She pulled back the sleeve of her black turtleneck to look at her watch, “Just about 9 o’clock. Time for America’s Funniest Videos. Yup, my guess is he’s good until they announce the $10,000 winner.” Kate was wearing her idea of a secret agent outfit: black turtleneck, black jeans, black wool cap and high-heeled boots. As always, she looked gorgeous. Me, I just had on jeans and a Family Guy T-shirt with Brian the dog saying, “So whose leg do I have to hump around here to get a martini?” and sneakers.

“Do you think we should synchronize watches?” I joked.

Kate shot me a withering look. “Let’s go,” she said and started out the back gate. I followed after her.

We had decided - around the third beer on the porch - that the most likely place that Nick had been was in Morton Hall. It was our old stomping grounds. Maybe he had been using the computer lab or what had been my classroom.

Bill had indeed been napping but he woke up as we were leaving and I had to tell him that he had to stay because he was in charge of the house.

 

“Okay, that’s it!” The Authoritarian Man yelled at me, “I warned you about joking about the dog.”

“I wasn’t kidding, Jim,” I honestly replied, “I really did leave him in charge. He’s more mature than the kids. And it’s not like he’s going to order a Pay-Per-View on cable or something.”

“Continue,” said the Authoritarian Man.

 

Kate and I started slithering around the corners of the Nursing Building and headed to Morton Hall staying in the shadows on the edges of the Quad. When we got to Morton Hall the doors were locked. I had turned in my keys in (as per my termination notice) so I started to head back home when Katelynn reached into her pocket, pulled out a set of keys, shot me an ‘Oh, Lord are you stupid’ look and unlocked the door. I forgot that Kate was a weekend work-study and still had a master set.

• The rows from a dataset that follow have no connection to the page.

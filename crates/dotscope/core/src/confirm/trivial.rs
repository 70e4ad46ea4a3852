// Dotlanth
// Copyright (C) 2025 Synerthink

// This program is free software: you can redistribute it and/or modify
// it under the terms of the GNU Affero General Public License as published by
// the Free Software Foundation, either version 3 of the License, or
// (at your option) any later version.

// This program is distributed in the hope that it will be useful,
// but WITHOUT ANY WARRANTY; without even the implied warranty of
// MERCHANTABILITY or FITNESS FOR A PARTICULAR PURPOSE.  See the
// GNU Affero General Public License for more details.

// You should have received a copy of the GNU Affero General Public License
// along with this program.  If not, see <http://www.gnu.org/licenses/>.

//! Re-run every recorded query and compare answers.

use std::sync::Arc;

use async_trait::async_trait;
use tracing::debug;

use dotscope_common::{EngineError, EngineResult};

use super::{ConfirmResult, Confirmation, ConfirmationContext};
use crate::resolution::{DataWfRef, LabelWfRef};
use crate::scopegraph::{Datum, Label, Patch, ScopeId, ScopePath};
use crate::unit::result::RecordedQuery;

pub struct TrivialConfirmation<S, L, D> {
    context: Arc<dyn ConfirmationContext<S, L, D>>,
}

impl<S, L, D> TrivialConfirmation<S, L, D> {
    pub fn new(context: Arc<dyn ConfirmationContext<S, L, D>>) -> Self {
        Self { context }
    }
}

#[async_trait]
impl<S, L, D> Confirmation<S, L, D> for TrivialConfirmation<S, L, D>
where
    S: ScopeId,
    L: Label,
    D: Datum<S>,
{
    async fn confirm_all(&self, queries: &[RecordedQuery<S, L, D>]) -> EngineResult<ConfirmResult<S>> {
        let mut patch = Patch::identity();
        for query in queries {
            let source = query.path.target();
            let Some(current) = self.context.matches(source).await? else {
                debug!("{:?} has no counterpart", source);
                return Ok(ConfirmResult::Deny);
            };
            if !patch.put(source.clone(), current.clone()) {
                return Ok(ConfirmResult::Deny);
            }
            let env = self.context.query(ScopePath::new(current), query.params.clone()).await?;
            if env.accepted() != query.env.patch(&patch).accepted() {
                debug!("answer from {:?} changed", source);
                return Ok(ConfirmResult::Deny);
            }
        }
        Ok(ConfirmResult::Confirm(patch))
    }

    async fn confirm(
        &self,
        _path: ScopePath<S, L>,
        _label_wf: LabelWfRef<L>,
        _data_wf: DataWfRef<S, L, D>,
        _prev_env_empty: bool,
    ) -> EngineResult<ConfirmResult<S>> {
        Err(EngineError::illegal_state(
            "trivial confirmation only confirms whole queries",
        ))
    }
}
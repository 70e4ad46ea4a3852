// Dotlanth
// Copyright (C) 2025 Synerthink

// This program is free software: you can redistribute it and/or modify
// it under the terms of the GNU Affero General Public License as published by
// the Free Software Foundation, either version 3 of the License, or
// (at your option) any later version.

// This program is distributed in the hope that it will be useful,
// but WITHOUT ANY WARRANTY; without even the implied warranty of
// MERCHANTABILITY or FITNESS FOR A PARTICULAR PURPOSE.  See the
// GNU Affero General Public License for more details.

// You should have received a copy of the GNU Affero General Public License
// along with this program.  If not, see <http://www.gnu.org/licenses/>.

//! Deadlock Detection
//!
//! Units that wait on each other form a wait-for graph. When the engine runs
//! out of work, the detector looks for terminal clusters: groups of blocked
//! units that no unit outside the group can unblock. Such a cluster will
//! never receive more input, so whatever it is still waiting for can be
//! treated as final.

use std::collections::{HashMap, HashSet};
use std::fmt::Debug;
use std::time::{Duration, Instant};

use petgraph::algo::tarjan_scc;
use petgraph::graph::{DiGraph, NodeIndex};
use petgraph::visit::Dfs;
use tracing::debug;

use dotscope_common::UnitId;

/// Represents a wait-for relationship between units
#[derive(Debug, Clone, PartialEq, Eq)]
pub struct WaitForEdge<T> {
    /// Unit that is waiting
    pub waiter: UnitId,
    /// Unit expected to grant the token
    pub holder: UnitId,
    /// Token being waited for
    pub resource: T,
    /// When this wait relationship was established
    pub wait_start_time: Instant,
}

impl<T> WaitForEdge<T> {
    pub fn new(waiter: UnitId, holder: UnitId, resource: T) -> Self {
        Self {
            waiter,
            holder,
            resource,
            wait_start_time: Instant::now(),
        }
    }

    /// Get the duration this unit has been waiting
    pub fn wait_duration(&self) -> Duration {
        self.wait_start_time.elapsed()
    }
}

/// A group of units that can only be unblocked from within
#[derive(Debug, Clone)]
pub struct DeadlockCluster {
    /// Units involved in the deadlock, sorted
    pub units: Vec<UnitId>,
    /// When this deadlock was detected
    pub detection_time: Instant,
}

impl DeadlockCluster {
    pub fn contains(&self, unit: &UnitId) -> bool {
        self.units.binary_search(unit).is_ok()
    }
}

/// Statistics about deadlock detection
#[derive(Debug, Clone, Default)]
pub struct DeadlockStatistics {
    /// Total number of clusters detected
    pub total_deadlocks_detected: u64,
    /// Units released with their previous result by deadlock resolution
    pub units_released: u64,
    /// Units restarted by deadlock resolution
    pub units_restarted: u64,
    /// Closure tokens granted by deadlock resolution
    pub tokens_granted: u64,
    /// Number of currently active wait-for edges
    pub active_wait_edges: usize,
    /// Longest wait observed at detection time
    pub max_wait_time_ms: u64,
}

/// Wait-for graph for deadlock detection
#[derive(Debug)]
pub struct WaitForGraph<T> {
    /// Edges in the wait-for graph
    edges: HashMap<UnitId, Vec<WaitForEdge<T>>>,
    /// Reverse mapping: unit -> units waiting for it
    waiting_for: HashMap<UnitId, HashSet<UnitId>>,
}

impl<T> Default for WaitForGraph<T> {
    fn default() -> Self {
        Self {
            edges: HashMap::new(),
            waiting_for: HashMap::new(),
        }
    }
}

impl<T: Clone + PartialEq + Debug> WaitForGraph<T> {
    pub fn new() -> Self {
        Self::default()
    }

    /// Add a wait-for edge to the graph
    pub fn add_edge(&mut self, edge: WaitForEdge<T>) {
        self.waiting_for
            .entry(edge.holder.clone())
            .or_default()
            .insert(edge.waiter.clone());
        self.edges.entry(edge.waiter.clone()).or_default().push(edge);
    }

    /// Remove one wait-for edge for `resource`. Returns false if absent.
    pub fn remove_edge(&mut self, waiter: &UnitId, holder: &UnitId, resource: &T) -> bool {
        let Some(edges) = self.edges.get_mut(waiter) else {
            return false;
        };
        let Some(pos) = edges.iter().position(|e| &e.holder == holder && &e.resource == resource) else {
            return false;
        };
        edges.remove(pos);
        let still_waiting = edges.iter().any(|e| &e.holder == holder);
        if edges.is_empty() {
            self.edges.remove(waiter);
        }
        if !still_waiting {
            if let Some(waiters) = self.waiting_for.get_mut(holder) {
                waiters.remove(waiter);
                if waiters.is_empty() {
                    self.waiting_for.remove(holder);
                }
            }
        }
        true
    }

    /// Units waiting on `holder`
    pub fn waiters_of(&self, holder: &UnitId) -> Vec<UnitId> {
        self.waiting_for
            .get(holder)
            .map(|w| w.iter().cloned().collect())
            .unwrap_or_default()
    }

    pub fn edge_count(&self) -> usize {
        self.edges.values().map(Vec::len).sum()
    }

    pub fn is_empty(&self) -> bool {
        self.edges.is_empty()
    }

    fn max_wait(&self) -> Duration {
        self.edges
            .values()
            .flatten()
            .map(WaitForEdge::wait_duration)
            .max()
            .unwrap_or_default()
    }

    /// Terminal clusters of the current graph.
    ///
    /// A strongly connected component with at least one wait edge is
    /// terminal when nothing it can reach outside itself is still waiting.
    /// The cluster is the component plus everything it reaches.
    pub fn terminal_clusters(&self) -> Vec<DeadlockCluster> {
        let mut graph: DiGraph<UnitId, ()> = DiGraph::new();
        let mut nodes: HashMap<UnitId, NodeIndex> = HashMap::new();
        let mut node = |graph: &mut DiGraph<UnitId, ()>, unit: &UnitId| {
            *nodes.entry(unit.clone()).or_insert_with(|| graph.add_node(unit.clone()))
        };
        for edge in self.edges.values().flatten() {
            let from = node(&mut graph, &edge.waiter);
            let to = node(&mut graph, &edge.holder);
            graph.update_edge(from, to, ());
        }

        let waits = |n: NodeIndex| graph.neighbors(n).next().is_some();
        let mut clusters = Vec::new();
        for scc in tarjan_scc(&graph) {
            if !scc.iter().any(|&n| waits(n)) {
                continue;
            }
            let members: HashSet<NodeIndex> = scc.iter().copied().collect();
            let mut reach = HashSet::new();
            for &start in &scc {
                let mut dfs = Dfs::new(&graph, start);
                while let Some(n) = dfs.next(&graph) {
                    reach.insert(n);
                }
            }
            if reach.iter().any(|n| !members.contains(n) && waits(*n)) {
                continue;
            }
            let mut units: Vec<UnitId> = reach.into_iter().map(|n| graph[n].clone()).collect();
            units.sort();
            clusters.push(DeadlockCluster {
                units,
                detection_time: Instant::now(),
            });
        }
        clusters
    }
}

/// Deadlock detector owning the global wait-for graph.
#[derive(Debug)]
pub struct DeadlockDetector<T> {
    graph: WaitForGraph<T>,
    statistics: DeadlockStatistics,
}

impl<T> Default for DeadlockDetector<T> {
    fn default() -> Self {
        Self {
            graph: WaitForGraph::default(),
            statistics: DeadlockStatistics::default(),
        }
    }
}

impl<T: Clone + PartialEq + Debug> DeadlockDetector<T> {
    pub fn new() -> Self {
        Self::default()
    }

    pub fn add_wait(&mut self, waiter: UnitId, holder: UnitId, resource: T) {
        self.graph.add_edge(WaitForEdge::new(waiter, holder, resource));
    }

    pub fn remove_wait(&mut self, waiter: &UnitId, holder: &UnitId, resource: &T) -> bool {
        self.graph.remove_edge(waiter, holder, resource)
    }

    pub fn detect(&mut self) -> Vec<DeadlockCluster> {
        let clusters = self.graph.terminal_clusters();
        if !clusters.is_empty() {
            self.statistics.total_deadlocks_detected += clusters.len() as u64;
            self.statistics.max_wait_time_ms = self
                .statistics
                .max_wait_time_ms
                .max(self.graph.max_wait().as_millis() as u64);
            debug!("detected {} deadlock cluster(s)", clusters.len());
        }
        clusters
    }

    pub fn record_release(&mut self) {
        self.statistics.units_released += 1;
    }

    pub fn record_restart(&mut self) {
        self.statistics.units_restarted += 1;
    }

    pub fn record_grants(&mut self, count: usize) {
        self.statistics.tokens_granted += count as u64;
    }

    pub fn statistics(&self) -> DeadlockStatistics {
        let mut stats = self.statistics.clone();
        stats.active_wait_edges = self.graph.edge_count();
        stats
    }
}
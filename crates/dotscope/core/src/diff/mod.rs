// Dotlanth
// Copyright (C) 2025 Synerthink

// This program is free software: you can redistribute it and/or modify
// it under the terms of the GNU Affero General Public License as published by
// the Free Software Foundation, either version 3 of the License, or
// (at your option) any later version.

// This program is distributed in the hope that it will be useful,
// but WITHOUT ANY WARRANTY; without even the implied warranty of
// MERCHANTABILITY or FITNESS FOR A PARTICULAR PURPOSE.  See the
// GNU Affero General Public License for more details.

// You should have received a copy of the GNU Affero General Public License
// along with this program.  If not, see <http://www.gnu.org/licenses/>.

//! Differencing a unit's scope graph against its previous run.
//!
//! Scopes are matched starting from known pairs (root scopes, shared
//! scopes) and following edges: a target is matched when it keeps its
//! identity or when a fresh scope of this unit takes the place of a
//! previous one with the same datum.

pub mod env;

use std::collections::{BTreeSet, HashMap, VecDeque};

use tracing::trace;

use dotscope_common::UnitId;

use crate::scopegraph::{Datum, Label, Patch, ScopeGraph, ScopeId};

pub use env::{DifferContext, EnvChange, EnvDiff, EnvDiffer};

/// Difference between a current scope and its previous counterpart.
#[derive(Debug, Clone, PartialEq, Eq)]
pub struct ScopeDiff<S, L> {
    pub current: S,
    pub previous: S,
    /// Edges without a previous counterpart, by current target.
    pub added: Vec<(L, S)>,
    /// Previous edges without a current counterpart, by previous target.
    pub removed: Vec<(L, S)>,
    /// Edges present in both runs, by current target.
    pub matched: Vec<(L, S)>,
    pub datum_changed: bool,
    pub had_datum: bool,
    pub has_datum: bool,
}

impl<S, L> ScopeDiff<S, L> {
    pub fn is_unchanged(&self) -> bool {
        self.added.is_empty() && self.removed.is_empty() && !self.datum_changed
    }

    /// Every edge of the previous scope carried over unchanged.
    pub fn identical(current: S, previous: S, matched: Vec<(L, S)>, has_datum: bool) -> Self {
        Self {
            current,
            previous,
            added: Vec::new(),
            removed: Vec::new(),
            matched,
            datum_changed: false,
            had_datum: has_datum,
            has_datum,
        }
    }
}

pub struct ScopeGraphDiffer<S: Ord, L, D> {
    owner: UnitId,
    previous: ScopeGraph<S, L, D>,
    previous_scopes: BTreeSet<S>,
    seeds: BTreeSet<S>,
    /// previous ↦ current
    matches: Patch<S>,
    diffs: HashMap<S, ScopeDiff<S, L>>,
    frontier: VecDeque<S>,
}

impl<S, L, D> ScopeGraphDiffer<S, L, D>
where
    S: ScopeId,
    L: Label,
    D: Datum<S>,
{
    pub fn new(owner: UnitId, previous: ScopeGraph<S, L, D>, matches: Patch<S>) -> Self {
        let seeds: BTreeSet<S> = matches.iter().map(|(_, current)| current.clone()).collect();
        Self {
            owner,
            previous_scopes: previous.scopes(),
            previous,
            frontier: seeds.iter().cloned().collect(),
            seeds,
            matches,
            diffs: HashMap::new(),
        }
    }

    pub fn owner(&self) -> &UnitId {
        &self.owner
    }

    pub fn matches(&self) -> &Patch<S> {
        &self.matches
    }

    pub fn match_of(&self, previous: &S) -> Option<&S> {
        self.matches.get(previous)
    }

    /// Previous counterpart of a current scope, if it has one.
    pub fn previous_of(&self, current: &S) -> Option<S> {
        if let Some(previous) = self.matches.get_inverse(current) {
            return Some(previous.clone());
        }
        (!self.matches.contains_old(current) && self.previous_scopes.contains(current)).then(|| current.clone())
    }

    /// Declare `current` the counterpart of `previous`, e.g. a root scope
    /// handed to a sub-unit under a new name. Fails on a conflicting match.
    pub fn match_scopes(&mut self, previous: S, current: S) -> bool {
        self.record(previous, current)
    }

    fn record(&mut self, previous: S, current: S) -> bool {
        let known = self.matches.contains_new(&current);
        if !self.matches.put(previous, current.clone()) {
            return false;
        }
        if !known {
            self.frontier.push_back(current);
        }
        true
    }

    fn same_datum(&self, previous: &S, current: &S, graph: &ScopeGraph<S, L, D>) -> bool {
        let before = self.previous.get_datum(previous).map(|d| d.substitute(&self.matches));
        before.as_ref() == graph.get_datum(current)
    }

    /// Matched scope whose diff has not been computed yet.
    pub fn next_unexplored(&mut self) -> Option<S> {
        while let Some(scope) = self.frontier.pop_front() {
            let relevant = scope.owner() == &self.owner || self.seeds.contains(&scope);
            if relevant && !self.diffs.contains_key(&scope) {
                return Some(scope);
            }
        }
        None
    }

    pub fn diff_of(&self, current: &S) -> Option<&ScopeDiff<S, L>> {
        self.diffs.get(current)
    }

    /// Diff `scope` of `current` against its previous counterpart. All
    /// labels of `scope` must be closed. Returns `None` for new scopes.
    pub fn diff(&mut self, scope: &S, current: &ScopeGraph<S, L, D>, edge_labels: &[L]) -> Option<ScopeDiff<S, L>> {
        if let Some(diff) = self.diffs.get(scope) {
            return Some(diff.clone());
        }
        let previous_scope = self.previous_of(scope)?;
        self.record(previous_scope.clone(), scope.clone());

        let mut diff = ScopeDiff {
            current: scope.clone(),
            previous: previous_scope.clone(),
            added: Vec::new(),
            removed: Vec::new(),
            matched: Vec::new(),
            datum_changed: false,
            had_datum: false,
            has_datum: false,
        };
        for label in edge_labels {
            let mut before = self.previous.get_edges(&previous_scope, label);
            let mut fresh = Vec::new();
            for target in current.get_edges(scope, label) {
                let counterpart = match self.matches.get_inverse(&target) {
                    Some(previous) => Some(previous.clone()),
                    None if !self.matches.contains_old(&target) && before.contains(&target) => Some(target.clone()),
                    None => None,
                };
                match counterpart.and_then(|p| before.iter().position(|b| *b == p)) {
                    Some(pos) => {
                        let previous = before.remove(pos);
                        self.record(previous, target.clone());
                        diff.matched.push((label.clone(), target));
                    }
                    None => fresh.push(target),
                }
            }
            for previous in before {
                let candidate = (!self.matches.contains_old(&previous) && previous.owner() == &self.owner)
                    .then(|| {
                        fresh.iter().position(|t| {
                            t.owner() == &self.owner
                                && !self.matches.contains_new(t)
                                && self.same_datum(&previous, t, current)
                        })
                    })
                    .flatten();
                match candidate {
                    Some(pos) => {
                        let target = fresh.remove(pos);
                        trace!("matched {:?} with previous {:?}", target, previous);
                        self.record(previous, target.clone());
                        diff.matched.push((label.clone(), target));
                    }
                    None => diff.removed.push((label.clone(), previous)),
                }
            }
            diff.added
                .extend(fresh.into_iter().map(|target| (label.clone(), target)));
        }

        let before = self
            .previous
            .get_datum(&previous_scope)
            .map(|d| d.substitute(&self.matches));
        let now = current.get_datum(scope);
        diff.had_datum = before.is_some();
        diff.has_datum = now.is_some();
        diff.datum_changed = before.as_ref() != now;

        self.diffs.insert(scope.clone(), diff.clone());
        Some(diff)
    }
}

#[cfg(test)]
mod tests {
    use super::*;
    use dotscope_common::Scope;

    fn scope(owner: &UnitId, name: &str) -> Scope {
        Scope::new(owner.clone(), name)
    }

    #[test]
    fn test_unchanged_graph_matches_by_identity() {
        let unit = UnitId::new("a");
        let (s, d) = (scope(&unit, "s-0"), scope(&unit, "d-0"));
        let mut graph: ScopeGraph<Scope, char, String> = ScopeGraph::new();
        graph.add_edge(s.clone(), 'E', d.clone());
        graph.set_datum(d.clone(), "x".to_string());

        let mut differ = ScopeGraphDiffer::new(unit.clone(), graph.clone(), Patch::of([(s.clone(), s.clone())]).unwrap());
        assert_eq!(differ.next_unexplored(), Some(s.clone()));
        let diff = differ.diff(&s, &graph, &['E']).unwrap();
        assert!(diff.is_unchanged());
        assert_eq!(diff.matched, vec![('E', d.clone())]);
        assert_eq!(differ.next_unexplored(), Some(d.clone()));
        assert!(differ.diff(&d, &graph, &['E']).unwrap().is_unchanged());
        assert_eq!(differ.next_unexplored(), None);
    }

    #[test]
    fn test_added_and_removed_edges() {
        let unit = UnitId::new("a");
        let other = UnitId::new("b");
        let s = scope(&unit, "s-0");
        let mut previous: ScopeGraph<Scope, char, String> = ScopeGraph::new();
        previous.add_edge(s.clone(), 'E', scope(&other, "x-0"));
        let mut current = ScopeGraph::new();
        current.add_edge(s.clone(), 'E', scope(&other, "y-0"));

        let mut differ = ScopeGraphDiffer::new(unit, previous, Patch::identity());
        let diff = differ.diff(&s, &current, &['E']).unwrap();
        assert_eq!(diff.added, vec![('E', scope(&other, "y-0"))]);
        assert_eq!(diff.removed, vec![('E', scope(&other, "x-0"))]);
    }

    #[test]
    fn test_renamed_scope_matched_by_datum() {
        let unit = UnitId::new("a");
        let s = scope(&unit, "s-0");
        let mut previous: ScopeGraph<Scope, char, String> = ScopeGraph::new();
        previous.add_edge(s.clone(), 'E', scope(&unit, "d-0"));
        previous.set_datum(scope(&unit, "d-0"), "x".into());
        let mut current = ScopeGraph::new();
        current.add_edge(s.clone(), 'E', scope(&unit, "d-1"));
        current.set_datum(scope(&unit, "d-1"), "x".into());

        let mut differ = ScopeGraphDiffer::new(unit.clone(), previous, Patch::identity());
        let diff = differ.diff(&s, &current, &['E']).unwrap();
        assert!(diff.is_unchanged());
        assert_eq!(differ.match_of(&scope(&unit, "d-0")), Some(&scope(&unit, "d-1")));
    }

    #[test]
    fn test_declared_match_for_renamed_root() {
        let unit = UnitId::new("a");
        let d = scope(&unit, "d-0");
        let mut previous: ScopeGraph<Scope, char, String> = ScopeGraph::new();
        previous.add_edge(scope(&unit, "r-0"), 'E', d.clone());
        previous.set_datum(d.clone(), "x".into());
        let mut current = ScopeGraph::new();
        current.add_edge(scope(&unit, "r-1"), 'E', d.clone());
        current.set_datum(d.clone(), "x".into());

        let mut differ = ScopeGraphDiffer::new(unit.clone(), previous, Patch::identity());
        assert!(differ.match_scopes(scope(&unit, "r-0"), scope(&unit, "r-1")));
        assert!(!differ.match_scopes(scope(&unit, "r-0"), scope(&unit, "r-2")));
        assert_eq!(differ.next_unexplored(), Some(scope(&unit, "r-1")));
        let diff = differ.diff(&scope(&unit, "r-1"), &current, &['E']).unwrap();
        assert!(diff.is_unchanged());
        assert_eq!(diff.previous, scope(&unit, "r-0"));
    }

    #[test]
    fn test_changed_datum() {
        let unit = UnitId::new("a");
        let d = scope(&unit, "d-0");
        let mut previous: ScopeGraph<Scope, char, String> = ScopeGraph::new();
        previous.set_datum(d.clone(), "x".into());
        let mut current = ScopeGraph::new();
        current.set_datum(d.clone(), "y".into());

        let mut differ = ScopeGraphDiffer::new(unit, previous, Patch::identity());
        let diff = differ.diff(&d, &current, &['E']).unwrap();
        assert!(diff.datum_changed && diff.had_datum && diff.has_datum);
    }

    #[test]
    fn test_new_scope_has_no_diff() {
        let unit = UnitId::new("a");
        let mut differ: ScopeGraphDiffer<Scope, char, String> =
            ScopeGraphDiffer::new(unit.clone(), ScopeGraph::new(), Patch::identity());
        assert!(differ.diff(&scope(&unit, "n-0"), &ScopeGraph::new(), &['E']).is_none());
    }
}
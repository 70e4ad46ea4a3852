// Dotlanth
// Copyright (C) 2025 Synerthink

// This program is free software: you can redistribute it and/or modify
// it under the terms of the GNU Affero General Public License as published by
// the Free Software Foundation, either version 3 of the License, or
// (at your option) any later version.

// This program is distributed in the hope that it will be useful,
// but WITHOUT ANY WARRANTY; without even the implied warranty of
// MERCHANTABILITY or FITNESS FOR A PARTICULAR PURPOSE.  See the
// GNU Affero General Public License for more details.

// You should have received a copy of the GNU Affero General Public License
// along with this program.  If not, see <http://www.gnu.org/licenses/>.

//! Interfaces between the engine and the local checkers it runs.

use std::fmt::Debug;

use async_trait::async_trait;
use serde::de::DeserializeOwned;
use serde::{Deserialize, Serialize};

use dotscope_common::{EngineError, EngineResult, UnitId};

use crate::scopegraph::{Datum, Label, Patch, ScopeGraph, ScopeId};
use crate::unit::context::UnitContext;

/// Externally visible result of a checker.
pub trait UnitOutput<S: ScopeId>: Clone + Debug + Send + Sync + 'static {
    /// The result after scopes of a previous run were renamed by `patch`.
    fn patch(&self, patch: &Patch<S>) -> Self;
}

macro_rules! scope_free_output {
    ($($ty:ty),* $(,)?) => {
        $(
            impl<S: ScopeId> UnitOutput<S> for $ty {
                fn patch(&self, _patch: &Patch<S>) -> Self {
                    self.clone()
                }
            }
        )*
    };
}

scope_free_output!((), String, bool, i32, i64, u32, u64, usize);

impl<S: ScopeId, T: UnitOutput<S>> UnitOutput<S> for Vec<T> {
    fn patch(&self, patch: &Patch<S>) -> Self {
        self.iter().map(|t| t.patch(patch)).collect()
    }
}

impl<S: ScopeId, T: UnitOutput<S>> UnitOutput<S> for Option<T> {
    fn patch(&self, patch: &Patch<S>) -> Self {
        self.as_ref().map(|t| t.patch(patch))
    }
}

/// Opaque, serialized checker state used to resume a checker after its
/// local phase.
#[derive(Debug, Clone, PartialEq, Eq, Serialize, Deserialize)]
pub struct CheckpointState(Vec<u8>);

impl CheckpointState {
    pub fn encode<T: Serialize>(value: &T) -> EngineResult<Self> {
        bincode::serde::encode_to_vec(value, bincode::config::standard())
            .map(CheckpointState)
            .map_err(|e| EngineError::Checkpoint(e.to_string()))
    }

    pub fn decode<T: DeserializeOwned>(&self) -> EngineResult<T> {
        bincode::serde::decode_from_slice(&self.0, bincode::config::standard())
            .map(|(value, _)| value)
            .map_err(|e| EngineError::Checkpoint(e.to_string()))
    }

    pub fn as_bytes(&self) -> &[u8] {
        &self.0
    }
}

/// Outcome of [`UnitContext::run_incremental`].
#[derive(Debug, Clone)]
pub enum Incremental<S: Ord, R> {
    /// The previous result still holds, under `patch`.
    Reuse { result: R, patch: Patch<S> },
    /// The checker has to run, optionally resuming from a captured state.
    Restart { previous_state: Option<CheckpointState> },
}

/// The local checker of a unit.
#[async_trait]
pub trait TypeChecker<S, L, D, R>: Send + Sync
where
    S: ScopeId,
    L: Label,
    D: Datum<S>,
    R: UnitOutput<S>,
{
    async fn run(&self, ctx: UnitContext<S, L, D, R>, root_scopes: Vec<S>) -> anyhow::Result<R>;

    /// Form of an internal datum that is safe to hand to other units.
    async fn external_datum(&self, datum: D) -> anyhow::Result<D> {
        Ok(datum)
    }

    fn snapshot(&self) -> Option<CheckpointState> {
        None
    }
}

/// A pre-built scope graph attached as a unit of its own.
///
/// The library's root scopes are placeholders, bound positionally to the
/// root scopes the library is added with. All other scopes become scopes
/// of the library unit.
#[derive(Debug, Clone)]
pub struct ScopeGraphLibrary<S, L, D> {
    root_scopes: Vec<S>,
    scope_graph: ScopeGraph<S, L, D>,
}

impl<S, L, D> ScopeGraphLibrary<S, L, D>
where
    S: ScopeId,
    L: Label,
    D: Datum<S>,
{
    pub fn new(root_scopes: Vec<S>, scope_graph: ScopeGraph<S, L, D>) -> Self {
        Self { root_scopes, scope_graph }
    }

    pub fn root_scopes(&self) -> &[S] {
        &self.root_scopes
    }

    pub fn scope_graph(&self) -> &ScopeGraph<S, L, D> {
        &self.scope_graph
    }

    /// Bind the library into `owner` with the given roots. Returns the new
    /// scopes and the graph over live identities.
    pub fn instantiate(&self, owner: &UnitId, roots: &[S]) -> EngineResult<(Vec<S>, ScopeGraph<S, L, D>)> {
        if roots.len() != self.root_scopes.len() {
            return Err(EngineError::illegal_state(format!(
                "library expects {} root scopes, got {}",
                self.root_scopes.len(),
                roots.len()
            )));
        }
        let mut mapping = Patch::identity();
        for (lib_root, root) in self.root_scopes.iter().zip(roots) {
            if !mapping.put(lib_root.clone(), root.clone()) {
                return Err(EngineError::illegal_state("library root scopes must be distinct"));
            }
        }
        let mut own_scopes = Vec::new();
        for scope in self.scope_graph.scopes() {
            if mapping.contains_old(&scope) {
                continue;
            }
            let fresh = S::new_scope(owner, &format!("lib-{}", own_scopes.len()));
            mapping.put(scope, fresh.clone());
            own_scopes.push(fresh);
        }

        let mut graph = ScopeGraph::new();
        for (source, label, target) in self.scope_graph.edges() {
            graph.add_edge(mapping.apply(source), label.clone(), mapping.apply(target));
        }
        for (scope, datum) in self.scope_graph.data() {
            graph.set_datum(mapping.apply(scope), datum.substitute(&mapping));
        }
        Ok((own_scopes, graph))
    }
}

The halls were dark except the feeble illumination from the emergency Exit signs. I immediately tripped over the first of the steps. Kate grabbed my shoulder with her left hand before I smashed my nose into the linoleum and turned on a small pen light that she held in her right. Again, another ‘Oh, Lord are you stupid’ look from her. She shone the light ahead of us and we surreptitiously made our way up the steps and then turned the corner to what had once been my classroom. The door was unlocked.

I walked in and flipped on the lights.

Immediately Katelynn switched them off and shot me, yet another, ‘Oh, Lord are you stupid’ look.

“Kate,” I said, “there’s nobody here. Old Duncan is watching America’s Funniest Videos two buildings over.”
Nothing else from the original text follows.